─── THE RECORDS ───
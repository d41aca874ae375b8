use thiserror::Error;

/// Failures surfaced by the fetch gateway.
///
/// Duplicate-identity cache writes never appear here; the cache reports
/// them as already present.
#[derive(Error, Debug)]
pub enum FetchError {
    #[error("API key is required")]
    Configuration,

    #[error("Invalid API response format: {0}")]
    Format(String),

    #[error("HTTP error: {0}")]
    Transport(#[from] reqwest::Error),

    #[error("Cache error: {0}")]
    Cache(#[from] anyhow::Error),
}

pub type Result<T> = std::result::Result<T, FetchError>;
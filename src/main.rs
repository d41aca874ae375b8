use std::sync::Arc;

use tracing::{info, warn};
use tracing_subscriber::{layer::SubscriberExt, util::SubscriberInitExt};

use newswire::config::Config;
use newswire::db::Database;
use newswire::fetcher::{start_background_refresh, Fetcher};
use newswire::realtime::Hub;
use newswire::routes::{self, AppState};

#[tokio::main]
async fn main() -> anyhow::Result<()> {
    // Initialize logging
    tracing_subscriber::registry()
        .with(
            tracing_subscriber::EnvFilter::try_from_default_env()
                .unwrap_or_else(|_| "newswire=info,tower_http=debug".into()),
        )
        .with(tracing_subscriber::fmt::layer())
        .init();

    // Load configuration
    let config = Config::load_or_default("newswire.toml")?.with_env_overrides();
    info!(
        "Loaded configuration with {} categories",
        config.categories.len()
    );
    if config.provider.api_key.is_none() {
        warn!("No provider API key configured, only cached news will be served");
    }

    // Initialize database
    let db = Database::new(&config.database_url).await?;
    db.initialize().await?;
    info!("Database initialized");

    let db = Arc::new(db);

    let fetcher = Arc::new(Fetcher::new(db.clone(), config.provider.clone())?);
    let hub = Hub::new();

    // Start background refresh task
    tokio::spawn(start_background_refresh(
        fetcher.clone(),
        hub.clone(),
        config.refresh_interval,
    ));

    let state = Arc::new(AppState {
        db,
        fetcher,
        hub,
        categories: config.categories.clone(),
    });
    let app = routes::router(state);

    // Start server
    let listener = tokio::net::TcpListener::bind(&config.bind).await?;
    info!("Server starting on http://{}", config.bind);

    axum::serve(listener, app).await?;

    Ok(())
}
───
### INSTRUCTIONS FOR THE TASK
Anywhere the listing shows the word "listener", copy the full line.

### COMPLETED EXERCISE
    let listener = tokio::net::TcpListener::bind(&config.bind).await?;
    axum::serve(listener, app).await?;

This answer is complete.